It is quite clear from the literature of the Reformation that the millennial issue was never handled fairly or given any considered study. The basic issues of the Reformation involved the right of private interpretation of the Scriptures, the individual priesthood of all believers, the doctrine of justification by faith, and similar truths. It was natural for the emphasis to rest in this area, and for eschatology as found in the Roman Church to be corrected only in denial of purgatory and other teachings which were regarded as inventions. It was natural to accept Roman teachings where the error was not patent. Premillennialism at the time of the Reformation unfortunately was expounded chiefly by small groups of somewhat fanatical enthusiasts who were often discredited by extreme doctrines.

Because amillennialism was adopted by the Reformers, it achieved a quality of orthodoxy to which its modern adherents can point with pride. They could rightly claim many worthy scholars in the succession from the Reformation to modern times such as Calvin, Luther, Melanchthon, and in modern times, Warfield, Vos, Kuyper, Machen, and Berkhof. If one follows traditional Reformed theology in many other respects, it is natural to accept its amillennialism. The weight of organized Christianity has largely been on the side of amillennialism.

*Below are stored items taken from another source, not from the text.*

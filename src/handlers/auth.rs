use axum::extract::{Multipart, State};
use axum::response::IntoResponse;
use serde::{Deserialize, Serialize};
use validator::Validate;

use crate::auth::{AuthUser, PasswordService};
use crate::models::{ProfileUpdate, User, UserRole};
use crate::repos::{NewUser, RoleRequestRepo, UserRepo};
use crate::state::AppState;
use crate::uploads::MultipartForm;
use crate::utils::response::{created, success};
use crate::utils::validation::not_blank;
use crate::utils::{AppError, AppJson};

#[derive(Debug, Deserialize, Validate)]
pub struct RegisterRequest {
    #[validate(
        length(min = 1, max = 100, message = "must be between 1 and 100 characters"),
        custom = "not_blank"
    )]
    pub name: String,
    #[validate(email(message = "must be a valid email address"))]
    pub email: String,
    pub password: String,
    #[validate(length(max = 30, message = "must be at most 30 characters"))]
    pub phone: Option<String>,
    #[validate(length(max = 100, message = "must be at most 100 characters"))]
    pub designation: Option<String>,
}

#[derive(Debug, Deserialize, Validate)]
pub struct LoginRequest {
    #[validate(length(min = 1, message = "is required"))]
    pub email: String,
    #[validate(length(min = 1, message = "is required"))]
    pub password: String,
}

#[derive(Serialize)]
pub struct AuthPayload {
    pub user: User,
    pub token: String,
}

pub async fn register(
    State(state): State<AppState>,
    AppJson(req): AppJson<RegisterRequest>,
) -> Result<impl IntoResponse, AppError> {
    req.validate()?;
    PasswordService::validate_password_strength(&req.password)?;

    let password_hash = PasswordService::hash_blocking(req.password).await?;
    let user = UserRepo::new(state.db.clone())
        .create(NewUser {
            name: req.name.trim().to_string(),
            email: req.email.trim().to_string(),
            password_hash,
            role: UserRole::Attendee,
            is_verified: false,
            phone: req.phone.filter(|p| !p.trim().is_empty()),
            designation: req.designation.filter(|d| !d.trim().is_empty()),
        })
        .await
        .map_err(|e| match AppError::from(e) {
            AppError::Conflict(_) => {
                AppError::Conflict("An account with this email already exists".to_string())
            }
            other => other,
        })?;

    let token = state.jwt_service().create_token(&user)?;
    tracing::info!(user_id = %user.id, "User registered");

    Ok(created(AuthPayload { user, token }, "Registration successful"))
}

pub async fn login(
    State(state): State<AppState>,
    AppJson(req): AppJson<LoginRequest>,
) -> Result<impl IntoResponse, AppError> {
    req.validate()?;

    let Some(user) = UserRepo::new(state.db.clone()).find_by_email(&req.email).await? else {
        return Err(AppError::invalid_credentials());
    };

    if !PasswordService::verify_blocking(req.password, user.password_hash.clone()).await? {
        tracing::debug!(user_id = %user.id, "Rejected login with wrong password");
        return Err(AppError::invalid_credentials());
    }

    let token = state.jwt_service().create_token(&user)?;
    Ok(success(AuthPayload { user, token }, "Login successful"))
}

pub async fn request_role(
    State(state): State<AppState>,
    auth: AuthUser,
) -> Result<impl IntoResponse, AppError> {
    let user = UserRepo::new(state.db.clone())
        .get_by_id(auth.id)
        .await?
        .ok_or_else(|| AppError::NotFound("User not found".to_string()))?;

    if user.role.can_organize() {
        return Err(AppError::Conflict(
            "You already have organizer access".to_string(),
        ));
    }

    let request = RoleRequestRepo::new(state.db.clone())
        .create(user.id, UserRole::Organizer)
        .await
        .map_err(|e| match AppError::from(e) {
            AppError::Conflict(_) => {
                AppError::Conflict("You already have a pending role request".to_string())
            }
            other => other,
        })?;

    tracing::info!(user_id = %user.id, request_id = %request.id, "Organizer role requested");
    Ok(created(request, "Role request submitted"))
}

pub async fn get_profile(
    State(state): State<AppState>,
    auth: AuthUser,
) -> Result<impl IntoResponse, AppError> {
    let user = UserRepo::new(state.db.clone())
        .get_by_id(auth.id)
        .await?
        .ok_or_else(|| AppError::NotFound("User not found".to_string()))?;

    Ok(success(user, "Profile retrieved"))
}

pub async fn update_profile(
    State(state): State<AppState>,
    auth: AuthUser,
    multipart: Multipart,
) -> Result<impl IntoResponse, AppError> {
    let mut form = MultipartForm::read(multipart).await?;
    let uploads = state.uploads();

    let files = vec![
        form.take_file("profile_image"),
        form.take_file("organization_id_card"),
        form.take_file("proof_document"),
    ];
    let mut urls = uploads.save_all(files).await?.into_iter();
    let update = ProfileUpdate {
        designation: form.text("designation"),
        phone: form.text("phone"),
        profile_image: urls.next().flatten(),
        organization_id_card: urls.next().flatten(),
        proof_document: urls.next().flatten(),
    };
    let saved: Vec<String> = [
        &update.profile_image,
        &update.organization_id_card,
        &update.proof_document,
    ]
    .into_iter()
    .flatten()
    .cloned()
    .collect();

    let result = UserRepo::new(state.db.clone())
        .update_profile(auth.id, update)
        .await
        .map_err(AppError::from)
        .and_then(|user| user.ok_or_else(|| AppError::NotFound("User not found".to_string())));
    let user = uploads.discard_on_error(&saved, result).await?;

    Ok(success(user, "Profile updated"))
}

Many other factors increase the prestige of amillennialism. As a system of doctrine it enhances the church as an institution, a continuance of God’s administrative government. This strengthens the power of ecclesiasticism. The simplicity of the amillennial eschatology has a strong appeal as a way of unifying the many elements indicated in a literal interpretation of Scripture. It tends also to concentrate attention upon present problems and practical truth. Amillenarians do not need to hold prophetic conferences and preach often on prophetic themes. It is comparatively easy to grasp a simple formula of final resurrection, final judgment, and eternal state, and not to attempt to harmonize hundreds of verses in Scripture which give details of the future.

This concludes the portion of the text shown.